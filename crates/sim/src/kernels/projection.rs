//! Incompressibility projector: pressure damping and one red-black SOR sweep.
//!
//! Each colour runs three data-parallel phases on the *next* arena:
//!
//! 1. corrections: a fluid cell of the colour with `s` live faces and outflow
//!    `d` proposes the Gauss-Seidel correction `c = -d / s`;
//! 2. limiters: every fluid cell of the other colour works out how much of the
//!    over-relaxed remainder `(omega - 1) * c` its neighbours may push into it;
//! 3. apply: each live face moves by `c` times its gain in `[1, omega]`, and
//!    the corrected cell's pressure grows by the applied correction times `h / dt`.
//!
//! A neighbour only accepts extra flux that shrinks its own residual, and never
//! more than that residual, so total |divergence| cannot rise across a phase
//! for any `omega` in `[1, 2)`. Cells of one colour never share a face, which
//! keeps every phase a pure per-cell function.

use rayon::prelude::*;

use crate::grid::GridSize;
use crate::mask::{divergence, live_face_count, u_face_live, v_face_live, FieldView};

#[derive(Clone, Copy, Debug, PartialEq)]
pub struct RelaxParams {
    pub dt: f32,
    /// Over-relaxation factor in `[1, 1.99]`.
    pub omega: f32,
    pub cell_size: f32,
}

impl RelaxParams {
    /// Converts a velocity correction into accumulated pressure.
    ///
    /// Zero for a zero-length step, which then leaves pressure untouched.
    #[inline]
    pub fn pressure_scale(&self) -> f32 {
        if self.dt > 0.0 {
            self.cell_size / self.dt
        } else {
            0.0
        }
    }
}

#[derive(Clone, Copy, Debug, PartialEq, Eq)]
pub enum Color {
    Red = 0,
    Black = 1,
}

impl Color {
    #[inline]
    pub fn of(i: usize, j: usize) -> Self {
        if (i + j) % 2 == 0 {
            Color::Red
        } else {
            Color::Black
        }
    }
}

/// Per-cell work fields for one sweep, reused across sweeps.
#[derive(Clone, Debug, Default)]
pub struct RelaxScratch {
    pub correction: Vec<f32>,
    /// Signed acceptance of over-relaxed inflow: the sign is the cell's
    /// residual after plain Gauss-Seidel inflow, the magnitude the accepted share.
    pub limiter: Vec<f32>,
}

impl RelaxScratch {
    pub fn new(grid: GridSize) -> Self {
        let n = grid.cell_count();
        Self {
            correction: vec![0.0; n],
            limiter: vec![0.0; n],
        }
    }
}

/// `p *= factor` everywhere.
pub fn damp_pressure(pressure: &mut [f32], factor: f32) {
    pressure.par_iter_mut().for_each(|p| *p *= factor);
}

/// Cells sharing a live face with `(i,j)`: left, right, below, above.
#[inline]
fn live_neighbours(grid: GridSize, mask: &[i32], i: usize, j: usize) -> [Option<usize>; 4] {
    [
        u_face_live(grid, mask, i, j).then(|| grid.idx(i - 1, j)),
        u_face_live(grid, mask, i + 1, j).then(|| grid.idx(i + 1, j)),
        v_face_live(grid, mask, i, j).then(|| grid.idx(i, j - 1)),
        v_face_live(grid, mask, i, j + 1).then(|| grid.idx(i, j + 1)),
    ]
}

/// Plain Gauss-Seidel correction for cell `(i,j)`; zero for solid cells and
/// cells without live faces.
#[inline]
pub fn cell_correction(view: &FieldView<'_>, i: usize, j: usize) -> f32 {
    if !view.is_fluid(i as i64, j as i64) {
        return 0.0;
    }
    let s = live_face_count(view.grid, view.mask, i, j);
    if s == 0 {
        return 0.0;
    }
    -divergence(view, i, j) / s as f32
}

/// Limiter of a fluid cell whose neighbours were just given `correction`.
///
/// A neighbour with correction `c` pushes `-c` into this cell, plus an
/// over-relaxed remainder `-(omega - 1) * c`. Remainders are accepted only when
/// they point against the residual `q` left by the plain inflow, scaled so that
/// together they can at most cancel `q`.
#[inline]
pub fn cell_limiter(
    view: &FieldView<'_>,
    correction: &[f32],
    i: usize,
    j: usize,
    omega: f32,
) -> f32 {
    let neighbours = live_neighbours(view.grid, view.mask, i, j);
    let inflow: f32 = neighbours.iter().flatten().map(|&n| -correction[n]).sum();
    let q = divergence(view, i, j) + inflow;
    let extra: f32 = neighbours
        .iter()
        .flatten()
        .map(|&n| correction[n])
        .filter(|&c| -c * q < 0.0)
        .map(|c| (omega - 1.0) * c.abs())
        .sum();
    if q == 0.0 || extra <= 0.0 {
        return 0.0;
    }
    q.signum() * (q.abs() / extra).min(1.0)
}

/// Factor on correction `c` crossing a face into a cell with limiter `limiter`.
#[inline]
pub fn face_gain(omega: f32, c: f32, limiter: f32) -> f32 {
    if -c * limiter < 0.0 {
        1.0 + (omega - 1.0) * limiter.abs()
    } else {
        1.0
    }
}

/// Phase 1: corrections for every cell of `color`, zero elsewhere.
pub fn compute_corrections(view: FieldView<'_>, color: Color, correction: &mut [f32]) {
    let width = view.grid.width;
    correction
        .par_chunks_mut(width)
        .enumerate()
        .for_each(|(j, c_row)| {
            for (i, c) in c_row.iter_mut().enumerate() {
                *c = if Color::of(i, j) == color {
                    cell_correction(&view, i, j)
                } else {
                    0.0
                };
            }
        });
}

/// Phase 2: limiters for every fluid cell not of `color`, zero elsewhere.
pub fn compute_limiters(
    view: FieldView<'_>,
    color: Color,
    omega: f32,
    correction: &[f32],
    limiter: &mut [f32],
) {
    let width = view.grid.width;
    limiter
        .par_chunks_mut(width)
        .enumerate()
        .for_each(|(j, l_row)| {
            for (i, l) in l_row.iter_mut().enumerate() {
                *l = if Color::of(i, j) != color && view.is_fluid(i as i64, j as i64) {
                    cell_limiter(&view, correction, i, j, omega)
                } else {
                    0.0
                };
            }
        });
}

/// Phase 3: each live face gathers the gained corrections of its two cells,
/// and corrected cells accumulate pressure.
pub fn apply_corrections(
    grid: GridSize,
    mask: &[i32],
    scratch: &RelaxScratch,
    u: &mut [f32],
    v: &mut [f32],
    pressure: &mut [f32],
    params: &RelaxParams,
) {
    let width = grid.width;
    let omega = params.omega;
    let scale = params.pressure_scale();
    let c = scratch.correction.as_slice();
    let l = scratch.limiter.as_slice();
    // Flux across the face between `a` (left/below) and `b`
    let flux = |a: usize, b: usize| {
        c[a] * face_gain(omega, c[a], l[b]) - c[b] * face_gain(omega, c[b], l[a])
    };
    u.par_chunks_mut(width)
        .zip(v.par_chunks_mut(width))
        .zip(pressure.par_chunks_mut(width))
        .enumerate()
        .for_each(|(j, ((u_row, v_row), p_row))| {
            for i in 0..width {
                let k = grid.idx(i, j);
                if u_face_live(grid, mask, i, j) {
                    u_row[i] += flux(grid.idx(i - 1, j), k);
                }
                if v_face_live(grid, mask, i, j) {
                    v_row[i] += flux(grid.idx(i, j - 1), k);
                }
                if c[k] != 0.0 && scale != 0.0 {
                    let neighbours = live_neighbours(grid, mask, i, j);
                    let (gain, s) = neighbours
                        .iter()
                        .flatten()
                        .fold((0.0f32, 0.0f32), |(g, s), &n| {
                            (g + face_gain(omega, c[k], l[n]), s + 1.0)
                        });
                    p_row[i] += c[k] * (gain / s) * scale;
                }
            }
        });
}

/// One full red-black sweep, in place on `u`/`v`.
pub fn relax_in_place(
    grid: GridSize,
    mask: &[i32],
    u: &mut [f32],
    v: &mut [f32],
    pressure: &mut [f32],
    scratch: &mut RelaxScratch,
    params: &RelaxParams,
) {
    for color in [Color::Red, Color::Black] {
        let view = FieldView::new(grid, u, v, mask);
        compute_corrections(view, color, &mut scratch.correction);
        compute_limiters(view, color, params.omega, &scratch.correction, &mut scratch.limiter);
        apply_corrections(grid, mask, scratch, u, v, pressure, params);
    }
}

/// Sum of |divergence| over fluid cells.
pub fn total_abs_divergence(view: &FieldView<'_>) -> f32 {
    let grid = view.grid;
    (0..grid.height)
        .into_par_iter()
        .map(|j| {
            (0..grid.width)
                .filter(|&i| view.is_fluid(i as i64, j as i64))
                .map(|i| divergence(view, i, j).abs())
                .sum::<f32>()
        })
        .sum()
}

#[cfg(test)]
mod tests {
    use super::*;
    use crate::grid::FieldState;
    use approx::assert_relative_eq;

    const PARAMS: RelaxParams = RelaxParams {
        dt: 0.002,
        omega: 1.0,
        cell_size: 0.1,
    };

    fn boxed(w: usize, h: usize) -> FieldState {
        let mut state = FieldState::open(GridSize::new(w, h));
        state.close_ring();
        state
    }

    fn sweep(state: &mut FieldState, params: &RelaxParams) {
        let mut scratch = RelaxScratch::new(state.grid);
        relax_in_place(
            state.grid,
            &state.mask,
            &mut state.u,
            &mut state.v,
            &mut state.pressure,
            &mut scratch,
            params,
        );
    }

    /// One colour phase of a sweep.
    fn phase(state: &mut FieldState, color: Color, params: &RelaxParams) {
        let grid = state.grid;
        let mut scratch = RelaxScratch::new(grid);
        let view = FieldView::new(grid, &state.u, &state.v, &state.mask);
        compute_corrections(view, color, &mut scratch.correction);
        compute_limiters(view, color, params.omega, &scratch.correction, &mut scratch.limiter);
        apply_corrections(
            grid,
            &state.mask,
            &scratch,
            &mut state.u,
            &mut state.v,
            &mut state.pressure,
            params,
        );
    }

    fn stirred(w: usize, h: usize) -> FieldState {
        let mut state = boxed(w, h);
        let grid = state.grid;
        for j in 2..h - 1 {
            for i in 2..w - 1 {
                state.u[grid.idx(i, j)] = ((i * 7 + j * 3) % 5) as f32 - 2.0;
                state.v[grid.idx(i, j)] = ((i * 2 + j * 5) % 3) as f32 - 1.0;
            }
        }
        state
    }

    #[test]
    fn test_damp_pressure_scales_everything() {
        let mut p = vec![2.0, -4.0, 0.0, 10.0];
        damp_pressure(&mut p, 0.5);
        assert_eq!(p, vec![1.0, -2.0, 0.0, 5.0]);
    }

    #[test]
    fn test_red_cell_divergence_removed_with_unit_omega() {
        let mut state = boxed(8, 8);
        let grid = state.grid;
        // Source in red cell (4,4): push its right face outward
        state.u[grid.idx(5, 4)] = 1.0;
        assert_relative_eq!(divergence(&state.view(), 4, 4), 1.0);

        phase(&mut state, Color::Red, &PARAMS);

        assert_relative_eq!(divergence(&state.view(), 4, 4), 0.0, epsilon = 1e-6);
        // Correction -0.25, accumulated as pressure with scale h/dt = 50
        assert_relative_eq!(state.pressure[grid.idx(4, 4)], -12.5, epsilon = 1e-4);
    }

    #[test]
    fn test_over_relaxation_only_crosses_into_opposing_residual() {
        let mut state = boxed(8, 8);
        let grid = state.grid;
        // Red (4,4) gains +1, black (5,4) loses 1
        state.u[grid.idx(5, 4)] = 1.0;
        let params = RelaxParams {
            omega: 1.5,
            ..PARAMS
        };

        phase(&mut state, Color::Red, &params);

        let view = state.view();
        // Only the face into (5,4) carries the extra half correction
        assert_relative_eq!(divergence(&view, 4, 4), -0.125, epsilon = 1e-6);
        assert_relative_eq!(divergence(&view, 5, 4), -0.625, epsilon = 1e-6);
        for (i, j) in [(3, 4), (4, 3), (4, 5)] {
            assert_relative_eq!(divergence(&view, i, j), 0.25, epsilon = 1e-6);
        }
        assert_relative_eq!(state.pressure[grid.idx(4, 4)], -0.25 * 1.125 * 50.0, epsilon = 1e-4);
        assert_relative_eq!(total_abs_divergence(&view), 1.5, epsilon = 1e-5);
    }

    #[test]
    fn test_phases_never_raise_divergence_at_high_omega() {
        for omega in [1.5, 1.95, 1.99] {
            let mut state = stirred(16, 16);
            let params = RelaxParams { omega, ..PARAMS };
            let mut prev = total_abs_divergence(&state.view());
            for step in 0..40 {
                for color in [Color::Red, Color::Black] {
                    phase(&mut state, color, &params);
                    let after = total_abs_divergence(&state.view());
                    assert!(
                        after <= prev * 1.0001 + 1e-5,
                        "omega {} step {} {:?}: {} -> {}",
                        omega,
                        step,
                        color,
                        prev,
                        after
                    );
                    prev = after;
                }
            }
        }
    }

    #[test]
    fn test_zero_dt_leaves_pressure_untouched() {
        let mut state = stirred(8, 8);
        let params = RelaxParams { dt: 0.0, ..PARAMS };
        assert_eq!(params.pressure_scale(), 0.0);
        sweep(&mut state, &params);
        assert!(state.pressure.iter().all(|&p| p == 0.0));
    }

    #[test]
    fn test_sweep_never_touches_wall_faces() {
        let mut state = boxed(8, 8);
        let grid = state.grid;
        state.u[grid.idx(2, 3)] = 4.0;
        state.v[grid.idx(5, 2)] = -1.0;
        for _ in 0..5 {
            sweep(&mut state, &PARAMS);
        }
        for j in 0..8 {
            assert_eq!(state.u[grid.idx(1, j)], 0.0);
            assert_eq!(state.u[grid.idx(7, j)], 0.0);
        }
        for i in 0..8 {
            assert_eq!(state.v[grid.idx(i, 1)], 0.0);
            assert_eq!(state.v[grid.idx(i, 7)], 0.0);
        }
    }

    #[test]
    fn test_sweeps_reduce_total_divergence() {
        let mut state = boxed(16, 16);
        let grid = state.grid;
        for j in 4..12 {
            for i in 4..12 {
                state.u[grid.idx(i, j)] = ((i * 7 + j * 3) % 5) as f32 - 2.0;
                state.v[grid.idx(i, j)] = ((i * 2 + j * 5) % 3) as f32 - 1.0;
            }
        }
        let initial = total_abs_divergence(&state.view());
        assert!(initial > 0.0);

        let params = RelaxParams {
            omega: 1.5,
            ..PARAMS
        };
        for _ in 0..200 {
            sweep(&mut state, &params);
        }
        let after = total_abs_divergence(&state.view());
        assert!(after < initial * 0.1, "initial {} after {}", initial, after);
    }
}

...

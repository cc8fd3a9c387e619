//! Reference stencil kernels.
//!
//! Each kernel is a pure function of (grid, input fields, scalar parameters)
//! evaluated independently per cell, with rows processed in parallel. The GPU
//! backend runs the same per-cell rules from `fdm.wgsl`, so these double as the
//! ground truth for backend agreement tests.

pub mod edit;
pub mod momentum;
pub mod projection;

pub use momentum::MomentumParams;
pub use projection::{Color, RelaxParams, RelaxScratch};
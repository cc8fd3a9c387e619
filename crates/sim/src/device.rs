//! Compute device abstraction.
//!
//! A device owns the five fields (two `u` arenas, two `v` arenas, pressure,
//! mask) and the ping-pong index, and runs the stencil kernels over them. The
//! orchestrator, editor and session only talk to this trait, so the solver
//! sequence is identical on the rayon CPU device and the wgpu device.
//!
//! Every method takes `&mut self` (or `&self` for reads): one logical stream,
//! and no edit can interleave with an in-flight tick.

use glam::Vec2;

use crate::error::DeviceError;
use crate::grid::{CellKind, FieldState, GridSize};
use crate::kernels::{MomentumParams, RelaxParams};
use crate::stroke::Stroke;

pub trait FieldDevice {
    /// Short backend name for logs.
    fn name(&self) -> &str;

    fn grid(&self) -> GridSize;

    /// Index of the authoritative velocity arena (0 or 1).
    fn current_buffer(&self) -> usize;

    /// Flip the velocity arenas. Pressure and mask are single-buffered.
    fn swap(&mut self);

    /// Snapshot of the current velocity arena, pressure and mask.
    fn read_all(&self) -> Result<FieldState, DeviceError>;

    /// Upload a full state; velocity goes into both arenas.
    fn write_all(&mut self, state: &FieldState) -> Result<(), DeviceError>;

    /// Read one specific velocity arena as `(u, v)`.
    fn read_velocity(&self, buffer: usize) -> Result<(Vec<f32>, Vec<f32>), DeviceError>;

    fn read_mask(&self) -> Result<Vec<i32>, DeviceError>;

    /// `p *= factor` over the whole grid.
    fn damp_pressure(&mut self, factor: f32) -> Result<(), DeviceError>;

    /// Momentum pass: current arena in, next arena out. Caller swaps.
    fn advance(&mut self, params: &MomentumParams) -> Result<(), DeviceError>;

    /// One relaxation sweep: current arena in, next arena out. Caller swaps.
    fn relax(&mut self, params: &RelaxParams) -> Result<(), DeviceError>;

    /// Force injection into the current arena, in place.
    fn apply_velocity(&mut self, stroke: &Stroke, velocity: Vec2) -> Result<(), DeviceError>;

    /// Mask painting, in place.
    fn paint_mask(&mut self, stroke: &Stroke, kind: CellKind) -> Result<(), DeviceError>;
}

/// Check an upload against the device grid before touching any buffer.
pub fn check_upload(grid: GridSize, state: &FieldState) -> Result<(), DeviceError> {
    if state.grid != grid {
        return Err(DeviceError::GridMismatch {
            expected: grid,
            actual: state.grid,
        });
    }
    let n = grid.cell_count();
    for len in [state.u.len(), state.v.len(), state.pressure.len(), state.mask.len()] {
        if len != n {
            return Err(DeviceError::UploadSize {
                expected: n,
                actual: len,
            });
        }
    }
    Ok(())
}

* * *

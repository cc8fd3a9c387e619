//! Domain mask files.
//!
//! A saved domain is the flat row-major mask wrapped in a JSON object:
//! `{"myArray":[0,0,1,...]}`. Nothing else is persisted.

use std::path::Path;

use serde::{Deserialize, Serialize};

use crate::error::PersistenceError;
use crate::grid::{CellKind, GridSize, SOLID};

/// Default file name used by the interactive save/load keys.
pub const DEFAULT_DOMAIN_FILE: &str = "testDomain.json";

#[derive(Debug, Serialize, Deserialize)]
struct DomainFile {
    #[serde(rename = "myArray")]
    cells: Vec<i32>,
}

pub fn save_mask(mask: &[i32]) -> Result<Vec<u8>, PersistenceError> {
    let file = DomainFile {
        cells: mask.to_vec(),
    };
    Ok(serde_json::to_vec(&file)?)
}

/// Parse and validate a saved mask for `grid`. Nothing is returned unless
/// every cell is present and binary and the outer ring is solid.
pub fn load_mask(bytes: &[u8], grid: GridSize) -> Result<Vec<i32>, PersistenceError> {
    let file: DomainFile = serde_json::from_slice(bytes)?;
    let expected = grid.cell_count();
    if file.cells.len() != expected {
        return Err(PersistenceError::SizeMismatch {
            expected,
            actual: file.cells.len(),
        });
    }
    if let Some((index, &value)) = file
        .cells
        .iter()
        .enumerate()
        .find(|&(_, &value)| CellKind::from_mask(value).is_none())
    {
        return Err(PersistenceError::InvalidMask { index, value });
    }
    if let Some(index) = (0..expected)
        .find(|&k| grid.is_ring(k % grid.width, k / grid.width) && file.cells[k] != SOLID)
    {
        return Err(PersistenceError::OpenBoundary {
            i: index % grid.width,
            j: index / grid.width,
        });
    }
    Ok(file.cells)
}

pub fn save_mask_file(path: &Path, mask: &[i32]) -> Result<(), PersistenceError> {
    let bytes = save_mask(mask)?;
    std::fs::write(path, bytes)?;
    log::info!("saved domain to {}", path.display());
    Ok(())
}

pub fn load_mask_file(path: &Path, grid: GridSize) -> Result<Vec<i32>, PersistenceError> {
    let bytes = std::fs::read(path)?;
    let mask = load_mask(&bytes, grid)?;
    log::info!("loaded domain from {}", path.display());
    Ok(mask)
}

■ Work order: Return one number, the count of lines in the records holding the word "saved".

■ Answer for the task: 3